In this notebook we demonstrate how to identify a training bottleneck that is caused by a TensorFlow Keras callback. To simulate this type of bottleneck, we will program the callback associated with the tensor monitoring feature of Amazon SageMaker Debugger, to collect an excessive number of tensors, and at a high frequency.

Install sagemaker

To use the new Debugger profiling features, ensure that you have the latest version of SageMaker SDK installed. The following cell updates the library and restarts the Jupyter kernel to apply the updates.

import sys
import IPython
install_needed = False  # should only be True once
if install_needed:
    print("installing deps and restarting kernel")
    !{sys.executable} -m pip install -U sagemaker
    IPython.Application.instance().kernel.do_shutdown(True)
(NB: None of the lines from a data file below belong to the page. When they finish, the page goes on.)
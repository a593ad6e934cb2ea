//! Core Home Assistant configuration
//!
//! Parses the `homeassistant:`, `http:` and `frontend:` sections from
//! configuration.yaml and remembers the config directory.

use serde::{Deserialize, Serialize};
use serde_yaml::Value;
use std::path::{Path, PathBuf};

use crate::error::{ConfigError, ConfigResult};
use crate::loader::load_yaml;
use crate::{ConfigType, YAML_CONFIG_FILE};

/// `http:` section
#[derive(Debug, Clone, Serialize, Deserialize)]
pub struct HttpConfig {
    #[serde(default = "default_server_host")]
    pub server_host: String,
    #[serde(default = "default_server_port")]
    pub server_port: u16,
}

impl Default for HttpConfig {
    fn default() -> Self {
        Self {
            server_host: default_server_host(),
            server_port: default_server_port(),
        }
    }
}

#[derive(Debug, Default, Deserialize)]
struct HomeAssistantSection {
    #[serde(default)]
    name: Option<String>,
}

#[derive(Debug, Default, Deserialize)]
struct FrontendSection {
    #[serde(default)]
    frontend_path: Option<PathBuf>,
    #[serde(default)]
    theme_color: Option<String>,
}

/// Core configuration shared by the host services
#[derive(Debug, Clone, Serialize, Deserialize)]
pub struct CoreConfig {
    /// Directory holding configuration.yaml, `.storage/` and `custom_components/`
    pub config_dir: PathBuf,

    /// Name of the location (e.g., "Home")
    pub name: String,

    /// HTTP server settings
    pub http: HttpConfig,

    /// Directory with the built frontend (index.html and assets)
    pub frontend_path: PathBuf,

    /// Theme color injected into the frontend page
    pub theme_color: String,
}

fn default_server_host() -> String {
    "0.0.0.0".to_string()
}

fn default_server_port() -> u16 {
    8123
}

fn default_name() -> String {
    "Home".to_string()
}

fn default_frontend_path() -> PathBuf {
    PathBuf::from("/usr/share/hass_frontend")
}

fn default_theme_color() -> String {
    "#18BCF2".to_string()
}

impl CoreConfig {
    /// Defaults for a given config directory
    pub fn new(config_dir: impl Into<PathBuf>) -> Self {
        Self {
            config_dir: config_dir.into(),
            name: default_name(),
            http: HttpConfig::default(),
            frontend_path: default_frontend_path(),
            theme_color: default_theme_color(),
        }
    }

    /// Resolve a path relative to the config directory
    pub fn path(&self, relative: impl AsRef<Path>) -> PathBuf {
        self.config_dir.join(relative)
    }

    /// Parse core configuration from the root YAML value
    pub fn from_yaml(config_dir: impl Into<PathBuf>, yaml: &Value) -> ConfigResult<Self> {
        let mapping = yaml.as_mapping().ok_or_else(|| ConfigError::InvalidValue {
            key: "root".to_string(),
            reason: "configuration must be a mapping".to_string(),
        })?;

        let homeassistant: HomeAssistantSection = section(mapping, "homeassistant")?;
        let http: HttpConfig = section(mapping, "http")?;
        let frontend: FrontendSection = section(mapping, "frontend")?;

        Ok(Self {
            config_dir: config_dir.into(),
            name: homeassistant.name.unwrap_or_else(default_name),
            http,
            frontend_path: frontend.frontend_path.unwrap_or_else(default_frontend_path),
            theme_color: frontend.theme_color.unwrap_or_else(default_theme_color),
        })
    }
}

/// Deserialize a top-level section, treating a missing or empty section as defaults
fn section<T>(mapping: &serde_yaml::Mapping, key: &str) -> ConfigResult<T>
where
    T: Default + serde::de::DeserializeOwned,
{
    match mapping.get(key) {
        None | Some(Value::Null) => Ok(T::default()),
        Some(value) => {
            serde_yaml::from_value(value.clone()).map_err(|e| ConfigError::InvalidValue {
                key: key.to_string(),
                reason: e.to_string(),
            })
        }
    }
}

/// Convert the root YAML mapping into per-domain JSON sections
pub fn to_config_type(yaml: &Value) -> ConfigResult<ConfigType> {
    match serde_json::to_value(yaml) {
        Ok(serde_json::Value::Object(map)) => Ok(map),
        Ok(serde_json::Value::Null) => Ok(ConfigType::new()),
        Ok(_) => Err(ConfigError::InvalidValue {
            key: "root".to_string(),
            reason: "configuration must be a mapping".to_string(),
        }),
        Err(e) => Err(ConfigError::InvalidValue {
            key: "root".to_string(),
            reason: e.to_string(),
        }),
    }
}

/// Load configuration.yaml from `config_dir`
pub fn load_configuration(config_dir: impl AsRef<Path>) -> ConfigResult<(CoreConfig, ConfigType)> {
    let config_dir = config_dir.as_ref();
    let yaml = load_yaml(config_dir, YAML_CONFIG_FILE)?;

    let yaml = match yaml {
        Value::Null => Value::Mapping(serde_yaml::Mapping::new()),
        other => other,
    };

    let core = CoreConfig::from_yaml(config_dir, &yaml)?;
    let config = to_config_type(&yaml)?;
    Ok((core, config))
}
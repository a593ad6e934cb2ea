//! Config Entry types
//!
//! A ConfigEntry represents a single instance of an integration's configuration.

use chrono::{DateTime, Utc};
use serde::{Deserialize, Serialize};
use std::collections::HashMap;

use crate::state_machine::InvalidTransition;

/// Config entry lifecycle state
#[derive(Debug, Clone, Copy, PartialEq, Eq, Serialize, Deserialize, Default)]
#[serde(rename_all = "snake_case")]
pub enum ConfigEntryState {
    /// Initial state, not yet set up
    #[default]
    NotLoaded,
    /// Currently being configured
    SetupInProgress,
    /// Successfully set up
    Loaded,
    /// Setup failed or the integration reported failure
    SetupError,
    /// Currently unloading
    UnloadInProgress,
    /// Unload failed (not recoverable)
    FailedUnload,
}

impl ConfigEntryState {
    /// Check if the entry can be unloaded/reloaded from this state
    pub fn is_recoverable(&self) -> bool {
        matches!(
            self,
            ConfigEntryState::Loaded | ConfigEntryState::SetupError | ConfigEntryState::NotLoaded
        )
    }
}

/// Source of the config entry
#[derive(Debug, Clone, PartialEq, Eq, Serialize, Deserialize, Default)]
#[serde(rename_all = "snake_case")]
pub enum ConfigEntrySource {
    /// Configured via UI/API
    #[default]
    User,
    /// Imported from YAML config
    Import,
}

/// Reason an entry was disabled
#[derive(Debug, Clone, Copy, PartialEq, Eq, Serialize, Deserialize)]
#[serde(rename_all = "snake_case")]
pub enum ConfigEntryDisabledBy {
    /// Disabled by the user
    User,
}

/// A configuration entry for an integration
#[derive(Debug, Clone, Serialize, Deserialize)]
pub struct ConfigEntry {
    /// Unique identifier (ULID)
    pub entry_id: String,

    /// Integration domain (e.g., "advanced_ui_cards")
    pub domain: String,

    /// Human-readable display name
    pub title: String,

    /// Configuration data
    #[serde(default)]
    pub data: HashMap<String, serde_json::Value>,

    /// User-configurable options
    #[serde(default)]
    pub options: HashMap<String, serde_json::Value>,

    /// Schema version
    #[serde(default = "default_version")]
    pub version: u32,

    /// Optional unique identifier for duplicate prevention
    #[serde(default, skip_serializing_if = "Option::is_none")]
    pub unique_id: Option<String>,

    /// Origin type
    #[serde(default)]
    pub source: ConfigEntrySource,

    /// Current lifecycle state (not persisted)
    #[serde(skip, default)]
    pub state: ConfigEntryState,

    /// Human-readable explanation for failed states
    #[serde(skip, default)]
    pub reason: Option<String>,

    /// What disabled this entry
    #[serde(default, skip_serializing_if = "Option::is_none")]
    pub disabled_by: Option<ConfigEntryDisabledBy>,

    /// Creation timestamp
    #[serde(default = "Utc::now")]
    pub created_at: DateTime<Utc>,

    /// Last modification timestamp
    #[serde(default = "Utc::now")]
    pub modified_at: DateTime<Utc>,
}

fn default_version() -> u32 {
    1
}

impl ConfigEntry {
    /// Create a new config entry
    pub fn new(domain: impl Into<String>, title: impl Into<String>) -> Self {
        let now = Utc::now();
        Self {
            entry_id: ulid::Ulid::new().to_string(),
            domain: domain.into(),
            title: title.into(),
            data: HashMap::new(),
            options: HashMap::new(),
            version: 1,
            unique_id: None,
            source: ConfigEntrySource::User,
            state: ConfigEntryState::NotLoaded,
            reason: None,
            disabled_by: None,
            created_at: now,
            modified_at: now,
        }
    }

    /// Set entry data
    pub fn with_data(mut self, data: HashMap<String, serde_json::Value>) -> Self {
        self.data = data;
        self
    }

    /// Set unique_id
    pub fn with_unique_id(mut self, unique_id: impl Into<String>) -> Self {
        self.unique_id = Some(unique_id.into());
        self
    }

    /// Set source
    pub fn with_source(mut self, source: ConfigEntrySource) -> Self {
        self.source = source;
        self
    }

    /// Mark as disabled
    pub fn disabled(mut self, by: ConfigEntryDisabledBy) -> Self {
        self.disabled_by = Some(by);
        self
    }

    /// Check if entry is disabled
    pub fn is_disabled(&self) -> bool {
        self.disabled_by.is_some()
    }

    /// Check if entry is loaded
    pub fn is_loaded(&self) -> bool {
        self.state == ConfigEntryState::Loaded
    }

    /// Attempt to transition to a new state with validation.
    ///
    /// On success, updates the state and reason fields.
    pub fn try_set_state(
        &mut self,
        new_state: ConfigEntryState,
        reason: Option<String>,
    ) -> Result<(), InvalidTransition> {
        self.state = self.state.try_transition(new_state)?;
        self.reason = reason;
        Ok(())
    }
}

/// Update data for a config entry
#[derive(Debug, Default)]
pub struct ConfigEntryUpdate {
    pub title: Option<String>,
    pub data: Option<HashMap<String, serde_json::Value>>,
    pub options: Option<HashMap<String, serde_json::Value>>,
}

impl ConfigEntryUpdate {
    pub fn new() -> Self {
        Self::default()
    }

    pub fn title(mut self, title: impl Into<String>) -> Self {
        self.title = Some(title.into());
        self
    }

    pub fn data(mut self, data: HashMap<String, serde_json::Value>) -> Self {
        self.data = Some(data);
        self
    }

    pub fn options(mut self, options: HashMap<String, serde_json::Value>) -> Self {
        self.options = Some(options);
        self
    }
}
//! Integration contract
//!
//! An integration has a component-level `setup` run once with the YAML
//! configuration, plus the config entry hooks of [`EntryHandler`].

use std::sync::Arc;

use async_trait::async_trait;
use ha_api::HttpError;
use ha_config::ConfigType;
use ha_config_entries::{ConfigEntries, ConfigEntriesError, ConfigEntry, EntryHandler, HandlerResult};
use thiserror::Error;

use crate::hass::HomeAssistant;

/// Errors raised while setting up an integration
#[derive(Debug, Error)]
pub enum IntegrationError {
    #[error("Invalid configuration for {domain}: {reason}")]
    InvalidConfig { domain: String, reason: String },

    #[error(transparent)]
    Http(#[from] HttpError),

    #[error(transparent)]
    ConfigEntries(#[from] ConfigEntriesError),
}

pub type IntegrationResult<T> = Result<T, IntegrationError>;

/// A loadable integration
#[async_trait]
pub trait Integration: EntryHandler {
    /// Integration domain (e.g., "lovelace_cards")
    fn domain(&self) -> &str;

    /// Component-level setup with the full configuration
    async fn setup(&self, hass: &HomeAssistant, config: &ConfigType) -> IntegrationResult<bool>;
}

/// Registers an integration's entry hooks with the config entries manager
pub(crate) struct IntegrationEntryHandler(pub(crate) Arc<dyn Integration>);

#[async_trait]
impl EntryHandler for IntegrationEntryHandler {
    fn title(&self) -> &str {
        self.0.title()
    }

    async fn setup_entry(&self, entries: &ConfigEntries, entry: &ConfigEntry) -> HandlerResult<bool> {
        self.0.setup_entry(entries, entry).await
    }

    async fn unload_entry(
        &self,
        entries: &ConfigEntries,
        entry: &ConfigEntry,
    ) -> HandlerResult<bool> {
        self.0.unload_entry(entries, entry).await
    }
}
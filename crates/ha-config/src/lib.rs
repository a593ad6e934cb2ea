//! YAML configuration loading for Home Assistant
//!
//! Loads `configuration.yaml` from the config directory, resolving the
//! custom tags used by Home Assistant configs:
//!
//! - `!include path` - Include another YAML file
//! - `!secret key` - Substitute from secrets.yaml
//! - `!env_var VAR` - Environment variable substitution
//!
//! The result is split into the [`CoreConfig`] (the `homeassistant:`,
//! `http:` and `frontend:` sections) and a [`ConfigType`] holding every
//! top-level domain section as JSON, which is what integrations receive
//! at setup.
//!
//! # Example
//!
//! ```ignore
//! let (core, config) = ha_config::load_configuration("/config")?;
//! let section = config.get("advanced_ui_cards");
//! ```

mod core_config;
mod error;
mod loader;

pub use core_config::{load_configuration, to_config_type, CoreConfig, HttpConfig};
pub use error::{ConfigError, ConfigResult};
pub use loader::{load_yaml, YamlLoader};

/// Top-level configuration as handed to integrations, keyed by domain
pub type ConfigType = serde_json::Map<String, serde_json::Value>;

/// Main configuration file name inside the config directory
pub const YAML_CONFIG_FILE: &str = "configuration.yaml";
1. Prepare training dataset

Tensorflow Datasets package

First of all, set the notebook kernel to Tensorflow 2.x.

We will use CIFAR-10 dataset for this experiment. To download CIFAR-10 datasets and convert it into TFRecord format, install tensorflow-datasets package, run demo/generate_cifar10_tfrecords, and upload tfrecord files to your S3 bucket.

!python demo/generate_cifar10_tfrecords.py --data-dir=./data

import sagemaker

s3_bucket = sagemaker.Session().default_bucket()

dataset_prefix = "data/cifar10-tfrecords"
desired_s3_uri = f"s3://{s3_bucket}/{dataset_prefix}"

dataset_location = sagemaker.s3.S3Uploader.upload(local_path="data", desired_s3_uri=desired_s3_uri)
print(f"Dataset uploaded to {dataset_location}")

2. Create a Training Job with Profiling Enabled

We will use the standard SageMaker Estimator API for Tensorflow to create a training job. To enable profiling, we create a ProfilerConfig object and pass it to the profiler_config parameter of the TensorFlow estimator. For this demo, we set the the profiler to probe the system once every 500 miliseconds.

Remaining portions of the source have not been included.